One step further Pyxpat can explicitly expose a callback interface that uses Pyrex/C calling conventions rather than Python? Without changing our logic or interface, we can slash the time in half! It turns out that half of Pyexpat’s time is spent on the Python function call dance. And that’s even ignoring type coercion issues.

Conclusion

Where does Pyrex fit in? Pyrex code isn’t quite as fast as hand-coded C. Bu you can focus on algorithm rather than pointers and buffers. (sound familiar?) Pyrex code can live on a spectrum  from “almost as abstract as Python”  to “almost as efficient as C.” The next best thing to the best of both worlds.

What are the obstacles? You will only get performance out of Pyrex if you understand implementation details. Pyrex should allow programmers to declare information relevant to the optimizer. Pyrex ought to generate more efficient code by default.

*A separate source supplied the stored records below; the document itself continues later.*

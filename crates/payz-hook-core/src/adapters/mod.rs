//! # Infrastructure Adapters
//!
//! Infrastructure implementations of the credential store interface.

pub mod environment_credential_store;
pub mod memory_credential_store;

pub use environment_credential_store::EnvironmentCredentialStore;
pub use memory_credential_store::InMemoryCredentialStore;
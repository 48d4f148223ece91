//! Layered configuration loading and logging initialisation.
//!
//! Sources, later ones overriding earlier ones:
//!  1. `/etc/payz-hook/service.yaml`: system-wide defaults
//!  2. `./config/service.yaml`: deployment-local override
//!  3. the file named by `PAYZ_HOOK_CONFIG_FILE`
//!  4. `PAYZ_HOOK__*` environment variables, double-underscore separated,
//!     e.g. `PAYZ_HOOK__SERVER__PORT=9090` sets `server.port`
//!
//! Absent files are fine because every field has a default. A malformed
//! file, or a variable that cannot be coerced to the field type, is an error.

use payz_hook_api::{ConfigError, LoggingConfig, ServiceConfig};
use tracing::info;
use tracing_subscriber::{layer::SubscriberExt, util::SubscriberInitExt, EnvFilter};

/// Environment variable naming an explicit configuration file
pub const CONFIG_FILE_ENV: &str = "PAYZ_HOOK_CONFIG_FILE";

/// Prefix of configuration override variables
pub const ENV_PREFIX: &str = "PAYZ_HOOK";

/// Load the service configuration from every source
pub fn load_config(explicit_path: Option<&str>) -> Result<ServiceConfig, ConfigError> {
    let mut builder = config::Config::builder()
        .add_source(
            config::File::with_name("/etc/payz-hook/service")
                .required(false)
                .format(config::FileFormat::Yaml),
        )
        .add_source(
            config::File::with_name("config/service")
                .required(false)
                .format(config::FileFormat::Yaml),
        );

    if let Some(path) = explicit_path.filter(|p| !p.is_empty()) {
        builder = builder.add_source(
            config::File::with_name(path)
                .required(true)
                .format(config::FileFormat::Yaml),
        );
        info!(path = %path, "Loading configuration from explicit path");
    }

    let settings = builder
        .add_source(
            config::Environment::with_prefix(ENV_PREFIX)
                .separator("__")
                .try_parsing(true)
                .list_separator(",")
                .with_list_parse_key("webhook.events"),
        )
        .build()
        .map_err(|e| ConfigError::Loading {
            message: e.to_string(),
        })?;

    settings
        .try_deserialize()
        .map_err(|e| ConfigError::Loading {
            message: e.to_string(),
        })
}

/// Default filter directive for the configured level
pub fn default_filter(logging: &LoggingConfig) -> String {
    let level = &logging.level;
    format!(
        "payz_hook_service={level},payz_hook_api={level},payz_hook_core={level},tower_http=debug"
    )
}

/// Install the global tracing subscriber
///
/// `RUST_LOG` takes precedence over the configured level.
pub fn init_logging(logging: &LoggingConfig) {
    let filter =
        EnvFilter::try_from_default_env().unwrap_or_else(|_| default_filter(logging).into());

    let json = logging.json_format;
    tracing_subscriber::registry()
        .with(filter)
        .with(json.then(|| tracing_subscriber::fmt::layer().json()))
        .with((!json).then(tracing_subscriber::fmt::layer))
        .init();
}

#[cfg(test)]
#[path = "configuration_tests.rs"]
mod tests;
/// Result alias used across the crate.
pub type TimelapseResult<T> = Result<T, TimelapseError>;

/// Crate error type.
///
/// Each variant corresponds to one failure class of the movie pipeline. Shape and configuration
/// errors are raised eagerly, before any frame is scheduled; `ChunkRead` is the only transient
/// kind and is raised from inside frame nodes.
#[derive(thiserror::Error, Debug)]
pub enum TimelapseError {
    /// The source could not be opened or its format was not recognized.
    #[error("unreadable file: {0}")]
    UnreadableFile(String),

    /// A stage received data with missing axes or inconsistent axis lengths.
    #[error("invalid shape: {0}")]
    InvalidShape(String),

    /// Mutually exclusive or out-of-range configuration (including overwrite refusal).
    #[error("conflicting arguments: {0}")]
    ConflictingArguments(String),

    /// Unknown output container/codec.
    #[error("unsupported format: {0}")]
    UnsupportedFormat(String),

    /// I/O failure while reading one plane of the source.
    #[error("chunk read error (scene {scene}, time {time}): {message}")]
    ChunkRead {
        /// Scene index of the failing read.
        scene: usize,
        /// Time index of the failing read.
        time: usize,
        /// Underlying failure description.
        message: String,
    },

    /// The video encoder failed.
    #[error("encode error: {0}")]
    Encode(String),

    #[error(transparent)]
    Other(#[from] anyhow::Error),
}

/// Serializable discriminant of [`TimelapseError`].
#[derive(Clone, Copy, Debug, PartialEq, Eq, Hash, serde::Serialize, serde::Deserialize)]
#[serde(rename_all = "snake_case")]
pub enum ErrorKind {
    /// See [`TimelapseError::UnreadableFile`].
    UnreadableFile,
    /// See [`TimelapseError::InvalidShape`].
    InvalidShape,
    /// See [`TimelapseError::ConflictingArguments`].
    ConflictingArguments,
    /// See [`TimelapseError::UnsupportedFormat`].
    UnsupportedFormat,
    /// See [`TimelapseError::ChunkRead`].
    ChunkRead,
    /// See [`TimelapseError::Encode`].
    Encode,
    /// See [`TimelapseError::Other`].
    Other,
}

impl TimelapseError {
    pub fn unreadable(msg: impl Into<String>) -> Self {
        Self::UnreadableFile(msg.into())
    }

    pub fn invalid_shape(msg: impl Into<String>) -> Self {
        Self::InvalidShape(msg.into())
    }

    pub fn conflicting(msg: impl Into<String>) -> Self {
        Self::ConflictingArguments(msg.into())
    }

    pub fn unsupported_format(msg: impl Into<String>) -> Self {
        Self::UnsupportedFormat(msg.into())
    }

    pub fn chunk_read(scene: usize, time: usize, msg: impl Into<String>) -> Self {
        Self::ChunkRead {
            scene,
            time,
            message: msg.into(),
        }
    }

    pub fn encode(msg: impl Into<String>) -> Self {
        Self::Encode(msg.into())
    }

    /// Discriminant of this error.
    pub fn kind(&self) -> ErrorKind {
        match self {
            Self::UnreadableFile(_) => ErrorKind::UnreadableFile,
            Self::InvalidShape(_) => ErrorKind::InvalidShape,
            Self::ConflictingArguments(_) => ErrorKind::ConflictingArguments,
            Self::UnsupportedFormat(_) => ErrorKind::UnsupportedFormat,
            Self::ChunkRead { .. } => ErrorKind::ChunkRead,
            Self::Encode(_) => ErrorKind::Encode,
            Self::Other(_) => ErrorKind::Other,
        }
    }

    /// `true` for failures worth retrying inside a frame node.
    pub fn is_transient(&self) -> bool {
        matches!(self, Self::ChunkRead { .. })
    }

    /// Rebuild an error from its wire form (kind + rendered message).
    pub fn from_kind(kind: ErrorKind, msg: impl Into<String>) -> Self {
        let msg = msg.into();
        match kind {
            ErrorKind::UnreadableFile => Self::UnreadableFile(msg),
            ErrorKind::InvalidShape => Self::InvalidShape(msg),
            ErrorKind::ConflictingArguments => Self::ConflictingArguments(msg),
            ErrorKind::UnsupportedFormat => Self::UnsupportedFormat(msg),
            ErrorKind::ChunkRead => Self::ChunkRead {
                scene: 0,
                time: 0,
                message: msg,
            },
            ErrorKind::Encode => Self::Encode(msg),
            ErrorKind::Other => Self::Other(anyhow::anyhow!(msg)),
        }
    }

    /// Message without the display prefix, for round-tripping through [`Self::from_kind`].
    pub fn detail(&self) -> String {
        match self {
            Self::UnreadableFile(m)
            | Self::InvalidShape(m)
            | Self::ConflictingArguments(m)
            | Self::UnsupportedFormat(m)
            | Self::Encode(m) => m.clone(),
            Self::ChunkRead { message, .. } => message.clone(),
            Self::Other(e) => format!("{e:#}"),
        }
    }
}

Optimizing Pyrex itself Pyrex itself is ripe for optimization:  More knowledge about Python container types  Better string interning  Static binding of globals and builtins (yes, Pyrex looks up len() in __builtins__)  Bypass PyArg_ParseTuple when there are no arguments  PyObject_NEW instead of PyObject)_CallObject

My thoughts Given how easy Pyrex is, I predict that Python+Pyrex programs will typically go faster than Python+C programs given the same amount of programmer effort. If you are building a system that needs some performance…try Pyrex. It is probably fast enough for anything short of a database or network stack.